EXERCISE DESCRIPTION: The required answer is an exact copy of every entry underneath.

DATASET ENTRIES:
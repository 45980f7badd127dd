use std::collections::HashMap;
use std::future::Future;

use meetmatter_core::{BotError, CacheFailurePolicy, Channel, User};
use meetmatter_mattermost::api::{ApiError, ChatApi};
use tokio::sync::Mutex;
use tracing::{debug, warn};

/// Session-scoped user and channel lookups. Entries are never evicted;
/// `clear` drops everything when a new WebSocket session starts.
pub struct EntityCache {
    policy: CacheFailurePolicy,
    users: Mutex<HashMap<String, User>>,
    channels: Mutex<HashMap<String, Channel>>,
}

impl EntityCache {
    pub fn new(policy: CacheFailurePolicy) -> Self {
        Self { policy, users: Mutex::new(HashMap::new()), channels: Mutex::new(HashMap::new()) }
    }

    pub async fn user(&self, api: &dyn ChatApi, user_id: &str) -> Result<User, BotError> {
        lookup(&self.users, self.policy, "user", user_id, api.user(user_id), || {
            User::unresolved(user_id)
        })
        .await
    }

    pub async fn channel(&self, api: &dyn ChatApi, channel_id: &str) -> Result<Channel, BotError> {
        lookup(&self.channels, self.policy, "channel", channel_id, api.channel(channel_id), || {
            Channel::unresolved(channel_id)
        })
        .await
    }

    pub async fn clear(&self) {
        self.users.lock().await.clear();
        self.channels.lock().await.clear();
    }

    pub async fn cached_users(&self) -> usize {
        self.users.lock().await.len()
    }

    pub async fn cached_channels(&self) -> usize {
        self.channels.lock().await.len()
    }
}

async fn lookup<T, F>(
    entries: &Mutex<HashMap<String, T>>,
    policy: CacheFailurePolicy,
    kind: &str,
    id: &str,
    fetch: F,
    placeholder: impl FnOnce() -> T,
) -> Result<T, BotError>
where
    T: Clone,
    F: Future<Output = Result<T, ApiError>>,
{
    if let Some(entry) = entries.lock().await.get(id) {
        return Ok(entry.clone());
    }

    debug!(kind, id, "entity cache miss");
    let entity = match fetch.await {
        Ok(entity) => entity,
        Err(api_error) => match policy {
            CacheFailurePolicy::Retry => {
                return Err(BotError::fetch(format!("{kind} {id}"), api_error));
            }
            CacheFailurePolicy::CacheFallback => {
                warn!(kind, id, error = %api_error, "lookup failed; caching placeholder");
                placeholder()
            }
        },
    };

    entries.lock().await.insert(id.to_owned(), entity.clone());
    Ok(entity)
}

#[cfg(test)]
mod tests {
    use std::sync::atomic::{AtomicUsize, Ordering};

    use async_trait::async_trait;
    use meetmatter_core::{BotError, CacheFailurePolicy, Channel, ChannelKind, Message, User};
    use meetmatter_mattermost::api::{ApiError, ChatApi, NewPost, NewReaction, PageRequest};

    use super::EntityCache;

    #[derive(Default)]
    struct LookupApi {
        fail: bool,
        user_fetches: AtomicUsize,
        channel_fetches: AtomicUsize,
    }

    impl LookupApi {
        fn failing() -> Self {
            Self { fail: true, ..Self::default() }
        }

        fn outcome<T>(&self, value: T) -> Result<T, ApiError> {
            if self.fail {
                Err(ApiError::Status { status: 404, message: "not found".to_owned() })
            } else {
                Ok(value)
            }
        }
    }

    #[async_trait]
    impl ChatApi for LookupApi {
        async fn me(&self) -> Result<User, ApiError> {
            self.outcome(User::unresolved("bot"))
        }

        async fn user(&self, user_id: &str) -> Result<User, ApiError> {
            self.user_fetches.fetch_add(1, Ordering::SeqCst);
            self.outcome(User {
                id: user_id.to_owned(),
                username: "alice".to_owned(),
                display_name: "Alice".to_owned(),
            })
        }

        async fn channel(&self, channel_id: &str) -> Result<Channel, ApiError> {
            self.channel_fetches.fetch_add(1, Ordering::SeqCst);
            self.outcome(Channel {
                id: channel_id.to_owned(),
                kind: ChannelKind::Group,
                display_name: String::new(),
            })
        }

        async fn channel_posts(
            &self,
            _channel_id: &str,
            _page: &PageRequest,
        ) -> Result<Vec<Message>, ApiError> {
            Ok(Vec::new())
        }

        async fn create_post(&self, _post: &NewPost) -> Result<Message, ApiError> {
            Ok(Message::default())
        }

        async fn save_reaction(&self, _reaction: &NewReaction) -> Result<(), ApiError> {
            Ok(())
        }
    }

    #[tokio::test]
    async fn second_lookup_is_served_from_cache() {
        let api = LookupApi::default();
        let cache = EntityCache::new(CacheFailurePolicy::Retry);

        let first = cache.channel(&api, "c1").await.expect("channel");
        let second = cache.channel(&api, "c1").await.expect("channel");
        cache.user(&api, "u1").await.expect("user");
        cache.user(&api, "u1").await.expect("user");

        assert_eq!(first, second);
        assert_eq!(api.channel_fetches.load(Ordering::SeqCst), 1);
        assert_eq!(api.user_fetches.load(Ordering::SeqCst), 1);
        assert_eq!(cache.cached_channels().await, 1);
        assert_eq!(cache.cached_users().await, 1);
    }

    #[tokio::test]
    async fn retry_policy_does_not_cache_failures() {
        let api = LookupApi::failing();
        let cache = EntityCache::new(CacheFailurePolicy::Retry);

        let error = cache.channel(&api, "c1").await.expect_err("fetch should fail");
        assert!(matches!(error, BotError::Fetch { ref resource, .. } if resource == "channel c1"));
        assert!(cache.channel(&api, "c1").await.is_err());

        assert_eq!(api.channel_fetches.load(Ordering::SeqCst), 2);
        assert_eq!(cache.cached_channels().await, 0);
    }

    #[tokio::test]
    async fn fallback_policy_caches_placeholder() {
        let api = LookupApi::failing();
        let cache = EntityCache::new(CacheFailurePolicy::CacheFallback);

        let channel = cache.channel(&api, "c1").await.expect("placeholder channel");
        let again = cache.channel(&api, "c1").await.expect("placeholder channel");
        let user = cache.user(&api, "u1").await.expect("placeholder user");

        assert_eq!(channel.kind, ChannelKind::Other);
        assert_eq!(channel, again);
        assert_eq!(user, User::unresolved("u1"));
        assert_eq!(api.channel_fetches.load(Ordering::SeqCst), 1);
    }

    #[tokio::test]
    async fn clear_forces_fresh_lookups() {
        let api = LookupApi::default();
        let cache = EntityCache::new(CacheFailurePolicy::Retry);

        cache.channel(&api, "c1").await.expect("channel");
        cache.clear().await;
        cache.channel(&api, "c1").await.expect("channel");

        assert_eq!(api.channel_fetches.load(Ordering::SeqCst), 2);
    }
}
#[derive(Debug, Default, Deserialize)]
struct BotPatch {
    topic_page_size: Option<u32>,
    topic_max_pages: Option<u32>,
    cache_failures: Option<CacheFailurePolicy>,
}

#[derive(Debug, Default, Deserialize)]
struct ListenerPatch {
    base_delay_ms: Option<u64>,
    max_delay_ms: Option<u64>,
    max_retries: Option<u32>,
}

#[derive(Debug, Default, Deserialize)]
struct LoggingPatch {
    level: Option<String>,
    format: Option<LogFormat>,
}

RESULT OF THE EXERCISE:
repository 45980f7badd127dd
use std::collections::HashMap;
use std::future::Future;

use meetmatter_core::{BotError, CacheFailurePolicy, Channel, User};
use meetmatter_mattermost::api::{ApiError, ChatApi};
use tokio::sync::Mutex;
use tracing::{debug, warn};

/// Session-scoped user and channel lookups. Entries are never evicted;
/// `clear` drops everything when a new WebSocket session starts.
pub struct EntityCache {
    policy: CacheFailurePolicy,
    users: Mutex<HashMap<String, User>>,
    channels: Mutex<HashMap<String, Channel>>,
}

impl EntityCache {
    pub fn new(policy: CacheFailurePolicy) -> Self {
        Self { policy, users: Mutex::new(HashMap::new()), channels: Mutex::new(HashMap::new()) }
    }

    pub async fn user(&self, api: &dyn ChatApi, user_id: &str) -> Result<User, BotError> {
        lookup(&self.users, self.policy, "user", user_id, api.user(user_id), || {
            User::unresolved(user_id)
        })
        .await
    }

    pub async fn channel(&self, api: &dyn ChatApi, channel_id: &str) -> Result<Channel, BotError> {
        lookup(&self.channels, self.policy, "channel", channel_id, api.channel(channel_id), || {
            Channel::unresolved(channel_id)
        })
        .await
    }

    pub async fn clear(&self) {
        self.users.lock().await.clear();
        self.channels.lock().await.clear();
    }

    pub async fn cached_users(&self) -> usize {
        self.users.lock().await.len()
    }

    pub async fn cached_channels(&self) -> usize {
        self.channels.lock().await.len()
    }
}

async fn lookup<T, F>(
    entries: &Mutex<HashMap<String, T>>,
    policy: CacheFailurePolicy,
    kind: &str,
    id: &str,
    fetch: F,
    placeholder: impl FnOnce() -> T,
) -> Result<T, BotError>
where
    T: Clone,
    F: Future<Output = Result<T, ApiError>>,
{
    if let Some(entry) = entries.lock().await.get(id) {
        return Ok(entry.clone());
    }

    debug!(kind, id, "entity cache miss");
    let entity = match fetch.await {
        Ok(entity) => entity,
        Err(api_error) => match policy {
            CacheFailurePolicy::Retry => {
                return Err(BotError::fetch(format!("{kind} {id}"), api_error));
            }
            CacheFailurePolicy::CacheFallback => {
                warn!(kind, id, error = %api_error, "lookup failed; caching placeholder");
                placeholder()
            }
        },
    };

    entries.lock().await.insert(id.to_owned(), entity.clone());
    Ok(entity)
}

#[cfg(test)]
mod tests {
    use std::sync::atomic::{AtomicUsize, Ordering};

    use async_trait::async_trait;
    use meetmatter_core::{BotError, CacheFailurePolicy, Channel, ChannelKind, Message, User};
    use meetmatter_mattermost::api::{ApiError, ChatApi, NewPost, NewReaction, PageRequest};

    use super::EntityCache;

    #[derive(Default)]
    struct LookupApi {
        fail: bool,
        user_fetches: AtomicUsize,
        channel_fetches: AtomicUsize,
    }

    impl LookupApi {
        fn failing() -> Self {
            Self { fail: true, ..Self::default() }
        }

        fn outcome<T>(&self, value: T) -> Result<T, ApiError> {
            if self.fail {
                Err(ApiError::Status { status: 404, message: "not found".to_owned() })
            } else {
                Ok(value)
            }
        }
    }

    #[async_trait]
    impl ChatApi for LookupApi {
        async fn me(&self) -> Result<User, ApiError> {
            self.outcome(User::unresolved("bot"))
        }

        async fn user(&self, user_id: &str) -> Result<User, ApiError> {
            self.user_fetches.fetch_add(1, Ordering::SeqCst);
            self.outcome(User {
                id: user_id.to_owned(),
                username: "alice".to_owned(),
                display_name: "Alice".to_owned(),
            })
        }

        async fn channel(&self, channel_id: &str) -> Result<Channel, ApiError> {
            self.channel_fetches.fetch_add(1, Ordering::SeqCst);
            self.outcome(Channel {
                id: channel_id.to_owned(),
                kind: ChannelKind::Group,
                display_name: String::new(),
            })
        }

        async fn channel_posts(
            &self,
            _channel_id: &str,
            _page: &PageRequest,
        ) -> Result<Vec<Message>, ApiError> {
            Ok(Vec::new())
        }

        async fn create_post(&self, _post: &NewPost) -> Result<Message, ApiError> {
            Ok(Message::default())
        }

        async fn save_reaction(&self, _reaction: &NewReaction) -> Result<(), ApiError> {
            Ok(())
        }
    }

    #[tokio::test]
    async fn second_lookup_is_served_from_cache() {
        let api = LookupApi::default();
        let cache = EntityCache::new(CacheFailurePolicy::Retry);

        let first = cache.channel(&api, "c1").await.expect("channel");
        let second = cache.channel(&api, "c1").await.expect("channel");
        cache.user(&api, "u1").await.expect("user");
        cache.user(&api, "u1").await.expect("user");

        assert_eq!(first, second);
        assert_eq!(api.channel_fetches.load(Ordering::SeqCst), 1);
        assert_eq!(api.user_fetches.load(Ordering::SeqCst), 1);
        assert_eq!(cache.cached_channels().await, 1);
        assert_eq!(cache.cached_users().await, 1);
    }

    #[tokio::test]
    async fn retry_policy_does_not_cache_failures() {
        let api = LookupApi::failing();
        let cache = EntityCache::new(CacheFailurePolicy::Retry);

        let error = cache.channel(&api, "c1").await.expect_err("fetch should fail");
        assert!(matches!(error, BotError::Fetch { ref resource, .. } if resource == "channel c1"));
        assert!(cache.channel(&api, "c1").await.is_err());

        assert_eq!(api.channel_fetches.load(Ordering::SeqCst), 2);
        assert_eq!(cache.cached_channels().await, 0);
    }

    #[tokio::test]
    async fn fallback_policy_caches_placeholder() {
        let api = LookupApi::failing();
        let cache = EntityCache::new(CacheFailurePolicy::CacheFallback);

        let channel = cache.channel(&api, "c1").await.expect("placeholder channel");
        let again = cache.channel(&api, "c1").await.expect("placeholder channel");
        let user = cache.user(&api, "u1").await.expect("placeholder user");

        assert_eq!(channel.kind, ChannelKind::Other);
        assert_eq!(channel, again);
        assert_eq!(user, User::unresolved("u1"));
        assert_eq!(api.channel_fetches.load(Ordering::SeqCst), 1);
    }

    #[tokio::test]
    async fn clear_forces_fresh_lookups() {
        let api = LookupApi::default();
        let cache = EntityCache::new(CacheFailurePolicy::Retry);

        cache.channel(&api, "c1").await.expect("channel");
        cache.clear().await;
        cache.channel(&api, "c1").await.expect("channel");

        assert_eq!(api.channel_fetches.load(Ordering::SeqCst), 2);
    }
}
#[derive(Debug, Default, Deserialize)]
struct BotPatch {
    topic_page_size: Option<u32>,
    topic_max_pages: Option<u32>,
    cache_failures: Option<CacheFailurePolicy>,
}

#[derive(Debug, Default, Deserialize)]
struct ListenerPatch {
    base_delay_ms: Option<u64>,
    max_delay_ms: Option<u64>,
    max_retries: Option<u32>,
}

#[derive(Debug, Default, Deserialize)]
struct LoggingPatch {
    level: Option<String>,
    format: Option<LogFormat>,
}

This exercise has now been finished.